ASSIGNMENT - For every line in the data below that contains "only", copy the line.

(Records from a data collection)
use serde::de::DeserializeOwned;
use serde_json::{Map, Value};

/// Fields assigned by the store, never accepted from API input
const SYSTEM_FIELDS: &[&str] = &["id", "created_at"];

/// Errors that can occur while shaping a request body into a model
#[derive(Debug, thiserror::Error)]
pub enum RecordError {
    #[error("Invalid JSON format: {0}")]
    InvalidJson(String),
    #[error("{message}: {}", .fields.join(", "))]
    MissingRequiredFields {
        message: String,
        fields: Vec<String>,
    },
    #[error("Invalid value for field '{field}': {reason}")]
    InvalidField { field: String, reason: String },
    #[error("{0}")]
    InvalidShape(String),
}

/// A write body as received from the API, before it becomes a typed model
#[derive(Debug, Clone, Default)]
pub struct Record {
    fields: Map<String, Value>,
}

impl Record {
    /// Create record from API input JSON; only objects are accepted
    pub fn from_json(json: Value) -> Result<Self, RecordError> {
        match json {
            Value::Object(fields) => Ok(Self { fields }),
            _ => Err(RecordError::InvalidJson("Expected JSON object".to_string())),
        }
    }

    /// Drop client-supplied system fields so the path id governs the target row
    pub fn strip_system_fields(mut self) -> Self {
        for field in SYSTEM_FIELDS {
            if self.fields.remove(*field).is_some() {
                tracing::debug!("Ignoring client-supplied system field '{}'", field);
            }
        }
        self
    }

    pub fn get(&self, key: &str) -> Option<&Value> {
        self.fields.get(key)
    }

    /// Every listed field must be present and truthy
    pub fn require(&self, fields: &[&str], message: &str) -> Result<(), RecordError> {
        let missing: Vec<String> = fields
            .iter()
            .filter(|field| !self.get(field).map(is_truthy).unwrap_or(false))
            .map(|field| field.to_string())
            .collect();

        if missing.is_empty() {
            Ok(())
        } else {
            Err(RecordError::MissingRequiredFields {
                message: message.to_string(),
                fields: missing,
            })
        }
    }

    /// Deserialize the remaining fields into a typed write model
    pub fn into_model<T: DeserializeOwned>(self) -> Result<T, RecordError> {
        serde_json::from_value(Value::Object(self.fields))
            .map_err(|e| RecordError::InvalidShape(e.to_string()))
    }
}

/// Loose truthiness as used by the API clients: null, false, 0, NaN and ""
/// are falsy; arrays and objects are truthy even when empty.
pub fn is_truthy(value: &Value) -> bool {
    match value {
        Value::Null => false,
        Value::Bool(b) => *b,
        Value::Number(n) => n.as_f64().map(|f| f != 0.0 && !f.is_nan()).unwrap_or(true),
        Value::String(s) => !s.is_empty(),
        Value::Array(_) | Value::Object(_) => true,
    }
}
--
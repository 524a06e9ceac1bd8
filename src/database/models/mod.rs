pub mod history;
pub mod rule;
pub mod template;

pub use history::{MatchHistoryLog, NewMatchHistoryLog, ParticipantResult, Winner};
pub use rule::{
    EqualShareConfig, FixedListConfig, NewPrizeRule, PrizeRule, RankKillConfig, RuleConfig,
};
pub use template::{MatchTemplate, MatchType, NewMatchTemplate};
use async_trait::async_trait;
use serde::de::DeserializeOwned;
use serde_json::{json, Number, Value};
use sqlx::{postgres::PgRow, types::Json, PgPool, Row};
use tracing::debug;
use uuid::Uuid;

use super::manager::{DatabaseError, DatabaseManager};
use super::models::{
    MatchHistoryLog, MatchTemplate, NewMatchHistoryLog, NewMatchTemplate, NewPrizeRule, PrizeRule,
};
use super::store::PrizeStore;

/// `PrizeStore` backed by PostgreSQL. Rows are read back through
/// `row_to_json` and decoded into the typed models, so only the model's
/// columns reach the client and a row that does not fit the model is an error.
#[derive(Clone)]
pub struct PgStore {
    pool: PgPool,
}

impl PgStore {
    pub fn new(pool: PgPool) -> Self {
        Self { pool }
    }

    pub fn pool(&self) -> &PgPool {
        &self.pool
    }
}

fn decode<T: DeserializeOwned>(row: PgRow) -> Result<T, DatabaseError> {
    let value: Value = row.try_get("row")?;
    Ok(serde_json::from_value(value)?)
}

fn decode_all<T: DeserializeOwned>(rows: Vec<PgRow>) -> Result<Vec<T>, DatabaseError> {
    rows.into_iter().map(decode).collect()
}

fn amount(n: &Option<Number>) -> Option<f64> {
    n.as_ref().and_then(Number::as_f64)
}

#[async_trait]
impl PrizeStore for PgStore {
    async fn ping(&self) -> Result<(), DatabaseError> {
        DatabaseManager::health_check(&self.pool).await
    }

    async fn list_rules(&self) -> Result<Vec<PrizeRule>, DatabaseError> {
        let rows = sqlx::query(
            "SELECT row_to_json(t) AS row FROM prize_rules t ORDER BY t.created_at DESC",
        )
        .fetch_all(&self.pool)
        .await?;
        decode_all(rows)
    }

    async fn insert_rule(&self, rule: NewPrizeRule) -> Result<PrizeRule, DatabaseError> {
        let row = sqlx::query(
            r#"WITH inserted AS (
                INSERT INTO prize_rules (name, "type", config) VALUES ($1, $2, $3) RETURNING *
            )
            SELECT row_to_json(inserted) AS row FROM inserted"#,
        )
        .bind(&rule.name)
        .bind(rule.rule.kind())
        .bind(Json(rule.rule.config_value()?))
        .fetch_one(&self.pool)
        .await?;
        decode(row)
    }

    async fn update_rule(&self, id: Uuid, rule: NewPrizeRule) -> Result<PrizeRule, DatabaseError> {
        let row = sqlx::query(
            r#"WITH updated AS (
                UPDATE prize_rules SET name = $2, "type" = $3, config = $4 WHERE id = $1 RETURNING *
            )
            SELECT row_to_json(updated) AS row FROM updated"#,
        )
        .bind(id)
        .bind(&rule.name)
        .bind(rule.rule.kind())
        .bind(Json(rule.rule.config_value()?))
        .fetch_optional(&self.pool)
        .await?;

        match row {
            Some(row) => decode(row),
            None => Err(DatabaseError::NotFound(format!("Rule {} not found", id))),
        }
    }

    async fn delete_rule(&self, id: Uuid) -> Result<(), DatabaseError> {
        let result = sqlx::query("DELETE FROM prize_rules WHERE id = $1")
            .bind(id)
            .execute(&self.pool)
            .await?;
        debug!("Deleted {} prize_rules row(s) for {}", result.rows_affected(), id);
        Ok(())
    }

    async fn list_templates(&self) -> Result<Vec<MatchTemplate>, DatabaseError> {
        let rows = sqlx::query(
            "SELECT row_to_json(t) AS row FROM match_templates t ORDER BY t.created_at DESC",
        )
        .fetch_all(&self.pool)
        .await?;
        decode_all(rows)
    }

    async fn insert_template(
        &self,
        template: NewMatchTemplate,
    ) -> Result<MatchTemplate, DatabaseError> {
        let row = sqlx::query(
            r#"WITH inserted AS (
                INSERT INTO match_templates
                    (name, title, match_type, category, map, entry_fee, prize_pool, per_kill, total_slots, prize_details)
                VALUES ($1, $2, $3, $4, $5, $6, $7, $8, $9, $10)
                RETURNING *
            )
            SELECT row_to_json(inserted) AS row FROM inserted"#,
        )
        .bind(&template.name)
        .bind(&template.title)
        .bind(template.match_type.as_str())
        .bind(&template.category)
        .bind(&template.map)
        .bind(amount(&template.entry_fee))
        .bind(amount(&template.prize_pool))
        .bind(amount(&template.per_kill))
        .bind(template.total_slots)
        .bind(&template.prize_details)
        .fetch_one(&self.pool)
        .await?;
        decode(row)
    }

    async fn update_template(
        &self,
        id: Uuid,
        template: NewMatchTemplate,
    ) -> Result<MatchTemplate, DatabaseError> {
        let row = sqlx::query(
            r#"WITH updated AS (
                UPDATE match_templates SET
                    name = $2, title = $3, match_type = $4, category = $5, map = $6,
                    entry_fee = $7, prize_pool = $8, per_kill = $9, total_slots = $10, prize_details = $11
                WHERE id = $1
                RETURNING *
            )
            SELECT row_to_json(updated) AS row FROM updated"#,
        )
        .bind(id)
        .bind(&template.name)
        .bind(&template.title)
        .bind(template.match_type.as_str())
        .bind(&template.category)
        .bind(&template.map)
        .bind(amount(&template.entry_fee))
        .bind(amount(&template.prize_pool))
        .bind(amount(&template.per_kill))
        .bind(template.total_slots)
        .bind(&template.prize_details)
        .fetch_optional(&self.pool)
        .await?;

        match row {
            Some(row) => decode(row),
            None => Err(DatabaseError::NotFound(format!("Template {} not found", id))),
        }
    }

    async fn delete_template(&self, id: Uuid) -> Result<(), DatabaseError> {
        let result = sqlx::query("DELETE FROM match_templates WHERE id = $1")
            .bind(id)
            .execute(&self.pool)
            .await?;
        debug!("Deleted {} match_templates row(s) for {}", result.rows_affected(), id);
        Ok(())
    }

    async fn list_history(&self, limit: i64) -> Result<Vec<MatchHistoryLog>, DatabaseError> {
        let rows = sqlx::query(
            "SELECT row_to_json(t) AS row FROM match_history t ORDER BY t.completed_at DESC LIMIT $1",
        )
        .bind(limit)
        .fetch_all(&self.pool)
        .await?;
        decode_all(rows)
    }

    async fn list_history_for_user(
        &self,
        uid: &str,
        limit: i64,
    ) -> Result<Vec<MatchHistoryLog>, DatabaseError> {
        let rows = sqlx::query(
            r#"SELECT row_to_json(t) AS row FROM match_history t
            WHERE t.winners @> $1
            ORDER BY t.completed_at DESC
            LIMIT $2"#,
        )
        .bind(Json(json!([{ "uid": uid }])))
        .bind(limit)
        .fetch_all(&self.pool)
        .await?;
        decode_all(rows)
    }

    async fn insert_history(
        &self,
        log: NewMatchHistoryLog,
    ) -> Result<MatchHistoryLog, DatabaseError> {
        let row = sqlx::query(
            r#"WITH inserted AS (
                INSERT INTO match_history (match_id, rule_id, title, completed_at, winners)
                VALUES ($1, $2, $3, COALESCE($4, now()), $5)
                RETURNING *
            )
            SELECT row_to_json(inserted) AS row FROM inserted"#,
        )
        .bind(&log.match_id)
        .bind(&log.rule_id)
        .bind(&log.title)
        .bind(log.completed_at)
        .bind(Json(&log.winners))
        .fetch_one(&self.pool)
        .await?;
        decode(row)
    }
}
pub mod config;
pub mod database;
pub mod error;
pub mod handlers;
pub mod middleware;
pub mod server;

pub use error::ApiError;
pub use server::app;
==
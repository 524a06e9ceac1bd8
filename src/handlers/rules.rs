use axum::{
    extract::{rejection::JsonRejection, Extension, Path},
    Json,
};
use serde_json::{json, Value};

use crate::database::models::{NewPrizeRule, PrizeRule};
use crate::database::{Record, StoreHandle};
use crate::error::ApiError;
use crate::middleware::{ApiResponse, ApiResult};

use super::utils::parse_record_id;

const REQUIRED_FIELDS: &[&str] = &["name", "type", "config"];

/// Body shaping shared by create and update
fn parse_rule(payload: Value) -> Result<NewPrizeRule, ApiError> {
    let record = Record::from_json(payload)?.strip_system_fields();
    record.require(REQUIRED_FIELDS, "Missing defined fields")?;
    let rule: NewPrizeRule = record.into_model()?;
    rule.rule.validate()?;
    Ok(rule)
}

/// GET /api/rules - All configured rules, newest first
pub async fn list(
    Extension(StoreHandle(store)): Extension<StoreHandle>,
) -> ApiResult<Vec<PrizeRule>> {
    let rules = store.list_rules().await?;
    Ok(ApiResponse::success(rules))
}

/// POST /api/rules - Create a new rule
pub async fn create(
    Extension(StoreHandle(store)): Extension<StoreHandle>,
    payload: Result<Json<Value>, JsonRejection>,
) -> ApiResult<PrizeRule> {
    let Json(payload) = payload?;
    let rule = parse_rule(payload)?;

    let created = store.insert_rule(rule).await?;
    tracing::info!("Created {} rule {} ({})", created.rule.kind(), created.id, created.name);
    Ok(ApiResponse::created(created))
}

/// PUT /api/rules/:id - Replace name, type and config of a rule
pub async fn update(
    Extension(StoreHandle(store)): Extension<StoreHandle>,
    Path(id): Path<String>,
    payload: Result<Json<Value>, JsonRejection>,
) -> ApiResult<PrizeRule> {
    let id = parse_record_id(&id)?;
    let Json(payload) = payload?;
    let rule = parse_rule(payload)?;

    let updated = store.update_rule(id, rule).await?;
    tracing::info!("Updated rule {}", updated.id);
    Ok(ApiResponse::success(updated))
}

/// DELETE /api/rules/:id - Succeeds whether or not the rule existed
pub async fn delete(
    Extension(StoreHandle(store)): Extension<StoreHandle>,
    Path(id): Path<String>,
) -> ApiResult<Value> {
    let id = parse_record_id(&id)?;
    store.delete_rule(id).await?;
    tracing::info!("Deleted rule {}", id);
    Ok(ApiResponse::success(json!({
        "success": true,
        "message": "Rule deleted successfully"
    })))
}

SOLUTION BELOW -
    /// Create record from API input JSON; only objects are accepted
/// `row_to_json` and decoded into the typed models, so only the model's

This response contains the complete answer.